'˜Skills shortages are hampering Sheffield City region's growth'
THE skills deficit is causing headaches for many Yorkshire bosses who want to make their mark on the world stage, a major business event was told.
The lack of skilled labour remains a major concern for the Sheffield City Region’s businesses, according to the latest quarterly economic survey (QES), which is organised by the region’s chambers of commerce.
A spokesman said: “A consistent trend each quarter is that, while over half of manufacturing and service firms have tried to recruit, and the majority expect to increase their workforce in the near future, they experience difficulties in finding the right candidates for the roles.”
The survey found that the main reason for 46 per cent of firms failing to recruit in the last year was because the candidates lacked the necessary skills, especially for manual and technical jobs and managerial and professional roles. However, more than 50 per cent of firms who responded to the survey said they were willing to invest in training.
Sir Nigel Knowles, the chairman of the Sheffield City Region Local Enterprise Partnership (LEP), which supports the QES, said: “We know we have an amazing pool of willing and conscientious employees.
“But it’s no secret that more, and perhaps more up-to-date, skills are needed to underpin the growth that is emerging. “We are tackling the shortages that businesses tell us are hampering growth in the region.

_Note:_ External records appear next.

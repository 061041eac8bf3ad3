// Copyright 2025 the Folio Authors
// SPDX-License-Identifier: Apache-2.0 OR MIT

//! Lay out a few pages, draw on one, query by box, and round-trip the document.

use folio_events::Outcome;
use folio_scene::{InvalidationRequest, Scene};
use folio_units::Unit;
use kurbo::Rect;

fn main() -> Result<(), Box<dyn std::error::Error>> {
    let mut scene = Scene::new();
    scene.events_mut().subscribe(|req: &InvalidationRequest| {
        match req.area {
            Some(area) => println!("repaint {area:?}"),
            None => println!("repaint everything"),
        }
        Outcome::Continue
    });

    // A4 portrait, three times in a row.
    let mut pages = Vec::new();
    for _ in 0..3 {
        let at = scene.page_insert_position();
        pages.push(scene.add_page(Rect::from_origin_size(at, (595.0, 842.0)))?);
    }

    // Dragging the last page onto the first is refused.
    if let Err(err) = scene.try_move_page(pages[2], Rect::new(300.0, 0.0, 895.0, 842.0)) {
        println!("move refused: {err}");
    }

    let layer = scene.add_layer(scene.root(), "ink")?;
    let stroke = scene.add_shape(layer, Some(Rect::new(40.0, 40.0, 200.0, 120.0)), 2.0)?;

    let query = Rect::new(0.0, 0.0, 300.0, 300.0);
    println!("overlapping: {:?}", scene.elements_by_bbox(query, true));
    println!("contained:   {:?}", scene.elements_by_bbox(query, false));
    println!("shape paints {:?}", scene.paint_bbox(stroke));

    scene.set_unit(Unit::Millimeters)?;
    println!("page width: {} mm", scene.point_to_string(595.0));
    if let Some(points) = scene.string_to_point("10cm + 5") {
        println!("10cm + 5 = {points} pt");
    }

    let json = scene.to_json()?;
    let restored = Scene::from_json(&json)?;
    println!(
        "restored {} nodes, unit {}",
        restored.tree().len(),
        restored.unit()
    );
    Ok(())
}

“Employees are drawn to the bright lights and lifestyle of other cities after a couple of years in their first job, but it’s time for businesses to shout about the attractions of the region, and doing business here, to make it more appealing to them.”
The survey’s findings were discussed by a panel of business leaders at a breakfast event which was held at The Source, near Meadowhall, and chaired by Greg Wright, The Yorkshire Post’s Deputy Business Editor.

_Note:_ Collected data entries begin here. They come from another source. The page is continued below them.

// Copyright 2025 the Folio Authors
// SPDX-License-Identifier: Apache-2.0 OR MIT

//! Folio Scene: the root of a vector document.
//!
//! A [`Scene`] owns the element tree of a document together with its metadata and answers the
//! questions an editor asks of the whole document.
//!
//! - Keeps typed metadata (schema version, displayed unit, snapping and grid settings) and
//!   persists it alongside the elements.
//! - Converts user-entered length expressions to points and renders points back in the
//!   displayed unit.
//! - Finds elements by paint box, either by overlap or by full containment.
//! - Places new pages and checks that a page keeps its distance from the others.
//! - Publishes [`InvalidationRequest`]s on an [`EventBus`](folio_events::EventBus) when
//!   something visible changes.
//!
//! ## API overview
//!
//! - [`Scene`]: the document root.
//! - [`Node`], [`Page`], [`Layer`], [`Shape`]: tree payloads and the [`Element`] trait.
//! - [`PropertyStore`] and [`Value`]: declared, typed properties with change sets.
//! - [`Blob`] and [`Store`]: the persisted key/value form.
//! - [`meta`]: metadata keys and defaults.
//!
//! ## Query modes
//!
//! [`Scene::elements_by_bbox`] takes an `inside` flag whose meaning is the reverse of what the
//! name suggests: `true` selects every element whose paint box *intersects* the query, `false`
//! only those whose paint box lies *entirely within* it. Callers rely on this; it is kept.
//!
//! # Example
//!
//! ```rust
//! use folio_events::Outcome;
//! use folio_scene::{InvalidationRequest, Scene};
//! use folio_units::Unit;
//! use kurbo::{Point, Rect};
//!
//! let mut scene = Scene::new();
//! scene.add_page(Rect::new(0.0, 0.0, 595.0, 842.0)).unwrap();
//!
//! // The next page goes to the right, one spacing away, and keeps clear of the first.
//! let at = scene.page_insert_position();
//! assert_eq!(at, Point::new(605.0, 0.0));
//! let second = scene.add_page(Rect::from_origin_size(at, (595.0, 842.0))).unwrap();
//! let placed = scene.page(second).unwrap().geometry_bbox();
//! assert!(!scene.will_page_intersect_with_others(second, placed));
//!
//! // Sliding it halfway over the first page is refused.
//! let crowded = Rect::new(300.0, 0.0, 895.0, 842.0);
//! assert!(scene.will_page_intersect_with_others(second, crowded));
//! assert!(scene.try_move_page(second, crowded).is_err());
//!
//! scene.events_mut().subscribe(|req: &InvalidationRequest| {
//!     assert_eq!(req.area, None);
//!     Outcome::Continue
//! });
//! scene.set_unit(Unit::Millimeters).unwrap();
//! assert_eq!(scene.point_to_string(72.0), "25.4");
//! assert_eq!(scene.string_to_point("1in"), Some(72.0));
//! ```

mod blob;
mod element;
mod error;
pub mod geom;
pub mod meta;
mod props;
mod scene;

pub use blob::{Blob, CHILDREN_KEY, Store, TAG_KEY};
pub use element::{Element, ElementKind, Layer, Node, Page, Shape, page_props};
pub use error::{PropertyError, SceneError, StoreError};
pub use meta::SceneConfig;
pub use props::{ChangeSet, PropertyDecl, PropertyFlags, PropertyStore, Value};
pub use scene::{InvalidationRequest, SCENE_TAG, Scene};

Afterwards, Louisa Harrison-Walker, the managing director of Sheffield-based recruitment firm Benchmark Recruit, who was one of the panellists, said the city region had a very complicated geography and “the reality in Doncaster is very different from the reality in Sheffield”.
She added: “We’re a university city here. In Doncaster, they lose their 19-year-olds and they never come back.
“In Sheffield, we have graduates from outside the area who don’t see the opportunities available for them, so they leave the region and take their skills with them.
“The fact that there are so many micro-SMEs (small and medium sized enterprise) makes it very difficult for every little business to engage, and have their voice heard. That’s the real challenge in this region.”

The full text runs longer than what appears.